Krawalle im Schanzenviertel

Polizist Björn Buck: "Ich hatte Angst um mein Leben"

Der Hauptkommissar und Gewerkschafter stand mit nur 17 Kollegen 50 Gewalttätern gegenüber. Er kam mit Prellungen ins Krankenhaus.

Björn Buck ist ein Kerl von einem Mann: Stämmig, stoisch, stark und durch kaum etwas zu erschüttern. Großeinsätze hat der Polizist in rauen Mengen erlebt. Umgehauen hat ihn das bisher nie. Doch nach der Krawallnacht in der Schanze, deren Ende er im Krankenhaus erlebte, sagt der aktive Polizeigewerkschafter, der als einer von 50 Polizisten bei dem Einsatz verletzt wurde: "Ich hatte zum ersten Mal wirklich Angst."

Als Dienstgruppenleiter im Polizeikommissariat 16 an der Lerchenstraße, der Wache, die Randalierer kurzzeitig zu stürmen versuchten und vor der sie ein Auto anzündeten, kennt Buck das Viertel in- und auswendig. "Ich identifiziere mich mit der Schanze", sagt Buck, Mitglied der Deutschen Polizeigewerkschaft (DPolG). In der Nacht zum Sonntag war ihm ein Zug der Alarmhundertschaften unterstellt. Bucks Auftrag lautete zunächst, Raumschutz an der Max-Brauer-Allee zu gewährleisten. Schnell, sehr schnell sei es damit vorbei gewesen, sagt Buck.
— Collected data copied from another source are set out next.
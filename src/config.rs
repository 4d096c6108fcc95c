use serde::Deserialize;
use std::{env, fs, path::Path, path::PathBuf};

use crate::authenticator::AuthenticatorConfig;
use crate::jwks::{DEFAULT_KEY_TTL_SECONDS, VerifierConfig};

/// Environment variable naming the configuration file.
pub const CONFIG_ENV: &str = "HYDRATOR_CONFIG";

const DEFAULT_CONFIG_FILE: &str = "hydrator.json";

fn default_bind() -> String {
    "0.0.0.0:8080".to_string()
}

fn default_scopes_reload_seconds() -> u64 {
    60
}

fn default_key_ttl_seconds() -> u64 {
    DEFAULT_KEY_TTL_SECONDS
}

fn default_cleanup_seconds() -> u64 {
    60
}

fn default_refresh_seconds() -> u64 {
    300
}

#[derive(Debug, Clone, Deserialize)]
#[serde(rename_all = "camelCase")]
pub struct HydratorConfig {
    #[serde(default = "default_bind")]
    pub bind: String,

    /// Scopes document with `scopesPerConsumerType`.
    pub scopes_path: String,
    #[serde(default = "default_scopes_reload_seconds")]
    pub scopes_reload_seconds: u64,

    pub tenants_path: String,
    pub system_auths_path: String,
    pub static_users_path: String,
    pub static_groups_path: String,
    /// Runtimes served by `/runtime-mappings`. Without it every runtime
    /// token is unknown.
    #[serde(default)]
    pub runtimes_path: Option<String>,

    #[serde(default)]
    pub authenticators: Vec<AuthenticatorConfig>,

    #[serde(default)]
    pub authn_jwks: PerKeyJwksConfig,

    /// Protects the admin endpoints when present.
    #[serde(default)]
    pub admin_auth: Option<AdminAuthConfig>,
}

/// Per-key JWKS cache used to verify authenticator tokens.
#[derive(Debug, Clone, Deserialize)]
#[serde(rename_all = "camelCase")]
pub struct PerKeyJwksConfig {
    #[serde(default = "default_key_ttl_seconds")]
    pub key_ttl_seconds: u64,
    #[serde(default = "default_cleanup_seconds")]
    pub cleanup_seconds: u64,
    #[serde(default)]
    pub verifier: VerifierConfig,
}

impl Default for PerKeyJwksConfig {
    fn default() -> Self {
        Self {
            key_ttl_seconds: default_key_ttl_seconds(),
            cleanup_seconds: default_cleanup_seconds(),
            verifier: VerifierConfig::default(),
        }
    }
}

/// Whole-set JWKS used by the admin middleware.
#[derive(Debug, Clone, Deserialize)]
#[serde(rename_all = "camelCase")]
pub struct AdminAuthConfig {
    /// `http(s)://` or `file://` location of the JWK set.
    pub jwks_url: String,
    #[serde(default = "default_refresh_seconds")]
    pub refresh_seconds: u64,
    #[serde(default)]
    pub verifier: VerifierConfig,
}

/// Config file location: explicit path, then `HYDRATOR_CONFIG`, then
/// `./hydrator.json`.
pub fn resolve_config_path(explicit: Option<PathBuf>) -> anyhow::Result<PathBuf> {
    if let Some(p) = explicit {
        return Ok(p);
    }

    if let Ok(p) = env::var(CONFIG_ENV) {
        return Ok(PathBuf::from(p));
    }

    let candidate = PathBuf::from(DEFAULT_CONFIG_FILE);
    if candidate.exists() {
        return Ok(candidate);
    }

    Err(anyhow::anyhow!(
        "Could not find {} (set {} or pass --config)",
        DEFAULT_CONFIG_FILE,
        CONFIG_ENV
    ))
}

/// Replace `${NAME}` with the value of the environment variable. Unknown
/// variables are left verbatim.
fn expand_env_vars(input: &str) -> String {
    let mut out = String::with_capacity(input.len());
    let mut chars = input.chars().peekable();

    while let Some(ch) = chars.next() {
        if ch == '$' && matches!(chars.peek(), Some('{')) {
            chars.next();
            let mut name = String::new();
            for c in chars.by_ref() {
                if c == '}' {
                    break;
                }
                name.push(c);
            }
            match env::var(&name) {
                Ok(val) => out.push_str(&val),
                Err(_) => {
                    out.push_str("${");
                    out.push_str(&name);
                    out.push('}');
                }
            }
        } else {
            out.push(ch);
        }
    }

    out
}

impl HydratorConfig {
    pub fn load(path: impl AsRef<Path>) -> anyhow::Result<Self> {
        let path = path.as_ref();
        let raw = fs::read_to_string(path)
            .map_err(|e| anyhow::anyhow!("failed to read config {}: {}", path.display(), e))?;
        Self::from_json(&raw)
    }

    pub fn from_json(raw: &str) -> anyhow::Result<Self> {
        let cfg: HydratorConfig = serde_json::from_str(raw)?;
        Ok(cfg.expanded())
    }

    fn expanded(mut self) -> Self {
        for path in [
            &mut self.bind,
            &mut self.scopes_path,
            &mut self.tenants_path,
            &mut self.system_auths_path,
            &mut self.static_users_path,
            &mut self.static_groups_path,
        ] {
            *path = expand_env_vars(path);
        }
        if let Some(path) = self.runtimes_path.as_mut() {
            *path = expand_env_vars(path);
        }
        if let Some(admin) = self.admin_auth.as_mut() {
            admin.jwks_url = expand_env_vars(&admin.jwks_url);
        }
        self
    }
}

#[cfg(test)]
mod tests {
    use super::*;

    const MINIMAL: &str = r#"{
        "scopesPath": "scopes.json",
        "tenantsPath": "tenants.json",
        "systemAuthsPath": "system_auths.json",
        "staticUsersPath": "static_users.json",
        "staticGroupsPath": "static_groups.json"
    }"#;

    #[test]
    fn test_defaults() {
        let cfg = HydratorConfig::from_json(MINIMAL).unwrap();
        assert_eq!(cfg.bind, "0.0.0.0:8080");
        assert_eq!(cfg.scopes_reload_seconds, 60);
        assert_eq!(cfg.authn_jwks.key_ttl_seconds, 300);
        assert_eq!(cfg.authn_jwks.cleanup_seconds, 60);
        assert!(cfg.authenticators.is_empty());
        assert!(cfg.admin_auth.is_none());
        assert!(cfg.runtimes_path.is_none());
    }

    #[test]
    fn test_runtimes_path_is_expanded() {
        // SAFETY: the variable name is unique to this test.
        unsafe { env::set_var("HYDRATOR_TEST_RUNTIMES_DIR", "/srv/rt") };
        let raw = MINIMAL.replace(
            "\"scopesPath\"",
            r#""runtimesPath": "${HYDRATOR_TEST_RUNTIMES_DIR}/runtimes.json", "scopesPath""#,
        );
        let cfg = HydratorConfig::from_json(&raw).unwrap();
        assert_eq!(cfg.runtimes_path.as_deref(), Some("/srv/rt/runtimes.json"));
    }

    #[test]
    fn test_admin_auth_defaults_refresh_period() {
        let raw = MINIMAL.replace(
            "\"scopesPath\"",
            r#""adminAuth": {"jwksUrl": "file:///etc/jwks.json", "verifier": {"issuer": "ops"}}, "scopesPath""#,
        );
        let cfg = HydratorConfig::from_json(&raw).unwrap();
        let admin = cfg.admin_auth.unwrap();
        assert_eq!(admin.refresh_seconds, 300);
        assert_eq!(admin.verifier.issuer.as_deref(), Some("ops"));
    }

    #[test]
    fn test_missing_required_path_is_error() {
        assert!(HydratorConfig::from_json(r#"{"scopesPath": "s.json"}"#).is_err());
    }

    #[test]
    fn test_expand_env_vars() {
        // SAFETY: the variable name is unique to this test.
        unsafe { env::set_var("HYDRATOR_TEST_DATA_DIR", "/srv/data") };
        assert_eq!(
            expand_env_vars("${HYDRATOR_TEST_DATA_DIR}/tenants.json"),
            "/srv/data/tenants.json"
        );
        assert_eq!(
            expand_env_vars("${HYDRATOR_TEST_UNSET_VAR}/x"),
            "${HYDRATOR_TEST_UNSET_VAR}/x"
        );
        assert_eq!(expand_env_vars("$HOME"), "$HOME");
    }

    #[test]
    fn test_load_from_file() {
        let dir = tempfile::tempdir().unwrap();
        let path = dir.path().join("hydrator.json");
        fs::write(&path, MINIMAL).unwrap();

        let cfg = HydratorConfig::load(&path).unwrap();
        assert_eq!(cfg.tenants_path, "tenants.json");
        assert_eq!(resolve_config_path(Some(path.clone())).unwrap(), path);
    }
}
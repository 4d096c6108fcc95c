use std::sync::Arc;

use jsonwebtoken::{Validation, decode};
use serde::{Deserialize, Serialize};
use serde_json::{Map, Value};
use tracing::{debug, warn};

use super::{JwksError, KeyResolver, UnverifiedToken, ensure_supported};

/// Claim checks applied after the signature is verified.
#[derive(Debug, Clone, Default, Serialize, Deserialize)]
#[serde(rename_all = "camelCase")]
pub struct VerifierConfig {
    #[serde(default)]
    pub issuer: Option<String>,
    #[serde(default)]
    pub audience: Option<String>,
    /// Accept `alg: none` tokens without a signature. Never enable in
    /// production.
    #[serde(default)]
    pub allow_unsigned: bool,
    #[serde(default)]
    pub leeway_seconds: u64,
}

/// Verifies compact JWTs against keys from a [`KeyResolver`].
pub struct TokenVerifier {
    resolver: Arc<dyn KeyResolver>,
    config: VerifierConfig,
}

impl TokenVerifier {
    pub fn new(resolver: Arc<dyn KeyResolver>, config: VerifierConfig) -> Self {
        if config.allow_unsigned {
            warn!("Token verifier accepts unsigned tokens");
        }
        Self { resolver, config }
    }

    /// Verify `token` and return its claims.
    pub async fn verify(&self, token: &str) -> Result<Map<String, Value>, JwksError> {
        let parsed = UnverifiedToken::parse(token)?;

        if parsed.is_unsigned() {
            if !self.config.allow_unsigned {
                return Err(JwksError::UnsupportedAlgorithm(parsed.alg_name().to_string()));
            }
            debug!("Accepting unsigned token");
            return Ok(parsed.into_claims());
        }

        let alg = parsed.algorithm()?;
        ensure_supported(alg)?;
        let key = self.resolver.get_key(&parsed).await?;

        let mut validation = Validation::new(alg);
        validation.leeway = self.config.leeway_seconds;
        if let Some(issuer) = &self.config.issuer {
            validation.set_issuer(&[issuer]);
        }
        match &self.config.audience {
            Some(audience) => validation.set_audience(&[audience]),
            None => validation.validate_aud = false,
        }

        let data = decode::<Map<String, Value>>(parsed.raw(), &key, &validation)
            .map_err(|e| JwksError::InvalidToken(e.to_string()))?;
        Ok(data.claims)
    }
}

#[cfg(test)]
mod tests {
    use super::*;
    use crate::jwks::{KeySetCache, KeySource, test_keys};
    use base64::Engine;
    use base64::engine::general_purpose::URL_SAFE_NO_PAD;
    use serde_json::json;

    async fn resolver() -> (Arc<KeySetCache>, tempfile::NamedTempFile) {
        let file = tempfile::NamedTempFile::new().unwrap();
        std::fs::write(file.path(), test_keys::jwks("key-1").to_string()).unwrap();
        let url = url::Url::from_file_path(file.path()).unwrap();
        let cache = KeySetCache::new(KeySource::parse(url.as_str()).unwrap()).unwrap();
        cache.refresh().await.unwrap();
        (Arc::new(cache), file)
    }

    fn unsigned_token() -> String {
        format!(
            "{}.{}.",
            URL_SAFE_NO_PAD.encode(r#"{"alg":"none"}"#),
            URL_SAFE_NO_PAD.encode(r#"{"sub":"dev"}"#)
        )
    }

    #[tokio::test]
    async fn test_verify_signed_token() {
        let (cache, _file) = resolver().await;
        let verifier = TokenVerifier::new(
            cache,
            VerifierConfig {
                issuer: Some("https://idp".to_string()),
                ..Default::default()
            },
        );

        let token = test_keys::sign(
            "key-1",
            &json!({"iss": "https://idp", "sub": "u", "aud": "x", "exp": test_keys::far_future()}),
        );
        let claims = verifier.verify(&token).await.unwrap();
        assert_eq!(claims["sub"], json!("u"));

        let wrong_issuer = test_keys::sign(
            "key-1",
            &json!({"iss": "https://other", "sub": "u", "exp": test_keys::far_future()}),
        );
        assert!(matches!(
            verifier.verify(&wrong_issuer).await,
            Err(JwksError::InvalidToken(_))
        ));
    }

    #[tokio::test]
    async fn test_expired_token_rejected() {
        let (cache, _file) = resolver().await;
        let verifier = TokenVerifier::new(cache, VerifierConfig::default());
        let token = test_keys::sign("key-1", &json!({"sub": "u", "exp": 1000}));
        assert!(matches!(
            verifier.verify(&token).await,
            Err(JwksError::InvalidToken(_))
        ));
    }

    #[tokio::test]
    async fn test_unsigned_tokens_only_in_permissive_mode() {
        let (cache, _file) = resolver().await;
        let strict = TokenVerifier::new(cache.clone(), VerifierConfig::default());
        assert!(matches!(
            strict.verify(&unsigned_token()).await,
            Err(JwksError::UnsupportedAlgorithm(_))
        ));

        let permissive = TokenVerifier::new(
            cache,
            VerifierConfig {
                allow_unsigned: true,
                ..Default::default()
            },
        );
        let claims = permissive.verify(&unsigned_token()).await.unwrap();
        assert_eq!(claims["sub"], json!("dev"));
    }
}
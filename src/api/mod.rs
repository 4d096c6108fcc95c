// HTTP endpoints called by the API gateway

use axum::{
    Router,
    body::Bytes,
    extract::{Path, Request, State},
    http::{HeaderMap, StatusCode, header},
    middleware::{Next, from_fn_with_state},
    response::{IntoResponse, Json, Response},
    routing::{get, post},
};
use serde_json::{Map, Value, json};
use std::sync::Arc;
use thiserror::Error;
use tower::ServiceBuilder;
use tower_http::cors::CorsLayer;
use tower_http::trace::TraceLayer;
use tracing::{error, info, warn};

use crate::authenticator::{Authenticators, Coordinates};
use crate::dispatcher::Dispatcher;
use crate::jwks::{JwksError, TokenVerifier, UnverifiedToken};
use crate::request::keys::{AUTHENTICATOR_COORDINATES_KEY, TENANT_HEADER};
use crate::request::{RequestBody, RequestData};
use crate::runtime_mapping::{RuntimeMapper, RuntimeMappingError};
use crate::scopes::FileScopesGetter;
use crate::statics::{StaticGroupRepository, StaticUserRepository};

const AUTHORIZATION: &str = "Authorization";
const ERROR_KEY: &str = "error";

/// Tables that `/admin/reload` re-reads from disk.
pub struct Reloadables {
    pub scopes: Arc<FileScopesGetter>,
    pub static_users: Arc<StaticUserRepository>,
    pub static_groups: Arc<StaticGroupRepository>,
}

impl Reloadables {
    /// Parse every file before storing any, so that a failure leaves all
    /// tables at their previous versions.
    pub fn reload_all(&self) -> anyhow::Result<()> {
        let scopes = self.scopes.read()?;
        let users = self.static_users.read()?;
        let groups = self.static_groups.read()?;

        if let Some(document) = scopes {
            self.scopes.store(document);
        }
        if let Some(records) = users {
            self.static_users.store(records);
        }
        if let Some(records) = groups {
            self.static_groups.store(records);
        }
        Ok(())
    }
}

#[derive(Clone)]
pub struct AppState {
    pub dispatcher: Arc<Dispatcher>,
    pub authenticators: Authenticators,
    /// Verifies tokens presented to the authenticator mapping endpoint.
    pub authn_verifier: Arc<TokenVerifier>,
    pub runtime_mapper: Arc<RuntimeMapper>,
    pub reloadables: Arc<Reloadables>,
}

pub fn create_router(state: AppState, admin_verifier: Option<Arc<TokenVerifier>>) -> Router {
    let mut admin = Router::new().route("/admin/reload", post(reload_tables));
    match admin_verifier {
        Some(verifier) => {
            admin = admin.layer(from_fn_with_state(verifier, admin_auth_middleware));
        }
        None => warn!("Admin endpoints are not protected: no admin JWKS configured"),
    }

    Router::new()
        .route("/health", get(health_check))
        .route("/tenant-mappings", post(tenant_mappings))
        .route("/authn-mappings/{authenticator}", post(authn_mappings))
        .route("/runtime-mappings", post(runtime_mappings))
        .merge(admin)
        .layer(
            ServiceBuilder::new()
                .layer(TraceLayer::new_for_http())
                .layer(CorsLayer::permissive()),
        )
        .with_state(state)
}

async fn health_check() -> Result<Json<Value>, StatusCode> {
    Ok(Json(json!({
        "status": "healthy",
        "timestamp": chrono::Utc::now().to_rfc3339()
    })))
}

/// The gateway expects the request body back on every outcome; failures are
/// only visible in the logs and as missing `extra` keys.
async fn tenant_mappings(State(state): State<AppState>, headers: HeaderMap, body: Bytes) -> Response {
    let data = match RequestData::from_slice(&body, headers) {
        Ok(data) => data,
        Err(e) => {
            error!("An error occurred while parsing request: {}", e);
            return ([(header::CONTENT_TYPE, "application/json")], body).into_response();
        }
    };

    let original = data.body.clone();
    match state.dispatcher.hydrate(data).await {
        Ok(hydrated) => Json(hydrated).into_response(),
        Err(e) => {
            error!("An error occurred while getting object context: {}", e);
            Json(original).into_response()
        }
    }
}

#[derive(Debug, Error)]
enum AuthnMappingError {
    #[error("authenticator {0} is not configured")]
    UnknownAuthenticator(String),

    #[error("unexpected or empty authorization header")]
    MissingBearer,

    #[error(transparent)]
    Token(#[from] JwksError),

    #[error("issuer {issuer} is not trusted by authenticator {authenticator}")]
    UntrustedIssuer { issuer: String, authenticator: String },

    #[error("token does not carry the unique attribute of authenticator {0}")]
    UniqueAttributeMismatch(String),
}

async fn authn_mappings(
    State(state): State<AppState>,
    Path(authenticator): Path<String>,
    headers: HeaderMap,
    body: Bytes,
) -> Response {
    let mut data = match RequestData::from_slice(&body, headers) {
        Ok(data) => data,
        Err(e) => {
            error!("An error has occurred while parsing the request: {}", e);
            return (StatusCode::OK, "Unable to parse request data").into_response();
        }
    };

    info!("Matched authenticator is {}", authenticator);

    match verify_authenticator_token(&state, &authenticator, &data).await {
        Ok((claims, coordinates)) => {
            data.body.extra.extend(claims);
            data.body.extra.insert(
                AUTHENTICATOR_COORDINATES_KEY.to_string(),
                json!({"name": coordinates.name, "index": coordinates.index}),
            );
        }
        Err(e) => {
            error!("An error has occurred while processing the request: {}", e);
            data.body.extra.insert(
                ERROR_KEY.to_string(),
                json!({"message": "Token validation failed"}),
            );
        }
    }

    Json(data.body).into_response()
}

async fn verify_authenticator_token(
    state: &AppState,
    name: &str,
    data: &RequestData,
) -> Result<(Map<String, Value>, Coordinates), AuthnMappingError> {
    let authn = state
        .authenticators
        .by_name(name)
        .ok_or_else(|| AuthnMappingError::UnknownAuthenticator(name.to_string()))?;

    let token = data
        .header_value(AUTHORIZATION)
        .and_then(bearer_token)
        .ok_or(AuthnMappingError::MissingBearer)?;

    // The issuer decides where keys are fetched from, so it must be trusted
    // before the signature is checked.
    let unverified = UnverifiedToken::parse(token)?;
    let issuer = unverified.issuer()?;
    let index = authn
        .issuer_index(issuer)
        .ok_or_else(|| AuthnMappingError::UntrustedIssuer {
            issuer: issuer.to_string(),
            authenticator: authn.name.clone(),
        })?;

    let claims = state.authn_verifier.verify(token).await?;

    let claimed = RequestData::new(
        RequestBody {
            extra: claims.clone(),
            ..Default::default()
        },
        HeaderMap::new(),
    );
    if !authn.matches_unique_attribute(&claimed) {
        return Err(AuthnMappingError::UniqueAttributeMismatch(authn.name.clone()));
    }

    Ok((
        claims,
        Coordinates {
            name: authn.name.clone(),
            index,
        },
    ))
}

/// Token of a `Bearer` authorization value; the scheme is case-insensitive.
fn bearer_token(value: &str) -> Option<&str> {
    let (scheme, token) = value.split_once(' ')?;
    let token = token.trim();
    (scheme.eq_ignore_ascii_case("bearer") && !token.is_empty()).then_some(token)
}

/// Maps a runtime token to the external id of the runtime's owner tenant,
/// exposed to the gateway through the `Tenant` header.
async fn runtime_mappings(State(state): State<AppState>, headers: HeaderMap, body: Bytes) -> Response {
    let mut data = match RequestData::from_slice(&body, headers) {
        Ok(data) => data,
        Err(e) => {
            error!("An error has occurred while parsing the request: {}", e);
            return ([(header::CONTENT_TYPE, "application/json")], body).into_response();
        }
    };

    let mapped = match data.header_value(AUTHORIZATION).and_then(bearer_token) {
        Some(token) => state.runtime_mapper.map(token).await,
        None => Err(RuntimeMappingError::MissingBearer),
    };

    match mapped {
        Ok(mapping) => {
            info!(
                "Mapped runtime {} to tenant {}",
                mapping.runtime_id, mapping.external_tenant
            );
            data.body.extra.extend(mapping.claims);
            data.body.header.insert(
                TENANT_HEADER.to_string(),
                vec![mapping.external_tenant.to_string()],
            );
        }
        Err(e) => error!("An error has occurred while processing the request: {}", e),
    }

    Json(data.body).into_response()
}

fn unauthorized(detail: &str) -> Response {
    (
        StatusCode::UNAUTHORIZED,
        Json(json!({"title": "Unauthorized", "detail": detail})),
    )
        .into_response()
}

/// Requires a bearer token signed by a key of the admin JWK set.
pub async fn admin_auth_middleware(
    State(verifier): State<Arc<TokenVerifier>>,
    req: Request,
    next: Next,
) -> Response {
    let Some(token) = req
        .headers()
        .get(header::AUTHORIZATION)
        .and_then(|v| v.to_str().ok())
        .and_then(bearer_token)
        .map(str::to_string)
    else {
        return unauthorized("Missing or invalid Authorization header");
    };

    match verifier.verify(&token).await {
        Ok(_) => next.run(req).await,
        Err(e) => {
            warn!("Rejected admin request: {}", e);
            unauthorized("Authentication failed")
        }
    }
}

async fn reload_tables(State(state): State<AppState>) -> Result<Json<Value>, StatusCode> {
    let reloadables = &state.reloadables;
    reloadables.reload_all().map_err(|e| {
        error!("Reload failed, previous tables stay live: {}", e);
        StatusCode::INTERNAL_SERVER_ERROR
    })?;

    Ok(Json(json!({
        "status": "ok",
        "staticUsers": reloadables.static_users.len(),
        "staticGroups": reloadables.static_groups.len(),
    })))
}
Als es auf der Piazza am Schulterblatt Steine und Flaschen regnete, habe er gesehen, dass er den Kollegen helfen musste. Seine Gruppe rannte mitten hinein in die Linien der Gewalttätigen.

Im Laufschritt wurde der Trupp weitergeschickt, als an der Wache 16 ein Streifenwagen brannte. Buck und seine Leute verfolgten die Verdächtigen bis zur Thadenstraße, immer eingedeckt mit, so Buck, "unfassbaren Mengen an Flaschen und Steinen". An der Thadenstraße warfen die vermummten Randalierer mit Baulampen auf die Beamten. Mit 17 Kollegen stand Buck einer Menge von rund 50 Gewaltbereiten gegenüber. Trotzdem gelang es den Beamten, ein Drohszenario aufzubauen, das dem reinen Selbstschutz diente. Buck: "Sie haben nicht gemerkt, dass man uns hätte überrennen können."

Weiter ging es am Neuen Pferdemarkt. Wieder flogen Böller und Flaschen auf die Beamten, denen nach mehreren Stunden unter Vollschutz die Kräfte schwanden. Zeit, ein Wasser zu trinken, hatten die Beamten kaum. Am Paulinenplatz, wo Bucks Team einer anderen, in massive Not geratenen Einheit helfen wollte, sah er Vermummte, die sich mit Wurfmaterial bewaffneten und einen Sportwagen aufschaukelten, um ihn auf die Straße zu ziehen. Buck und seine Kollegen rannten auf die Täter zu. In diesem Moment trafen den Zugführer zwei Steine: Einer am Helm, der zweite, Sekundenbruchteile später, am Knie. Buck sackte zusammen. "Ich bekam Angst", erzählt er. "Echte Angst, dort nicht mehr herauszukommen." Angesichts der eigenen Verwundbarkeit sei ihm die Absurdität der Situation bewusst geworden. Sein Hundertschaftsführer habe ihn dann "aus dem Spiel genommen", wie Buck es formuliert.

Im Rettungswagen sei ihm das Zittern gekommen. "Wenn es einem aus dem Nichts die Beine wegreißt, das ist ein Schock", sagt der Hauptkommissar. Zudem belastet ihn, dass scheinbar ganz normale Leute diese unfassbare Feindseligkeit an den Tag legten. Eine Frau, die er bat, die Straßenseite zu wechseln, trat nach ihm. Menschen, die ihn eben noch anlächelten, warfen Sekunden später Flaschen auf ihn - ohne Hemmungen. Die Frage, ob der Einsatz aus seiner Sicht gut verlaufen ist, beantwortet der krankgeschriebene Polizist mit einem Lächeln: "Es steht mir nicht zu, darüber zu urteilen", sagt er. "Aber ich glaube nicht, dass die Lage zu jeder Zeit unter Kontrolle war."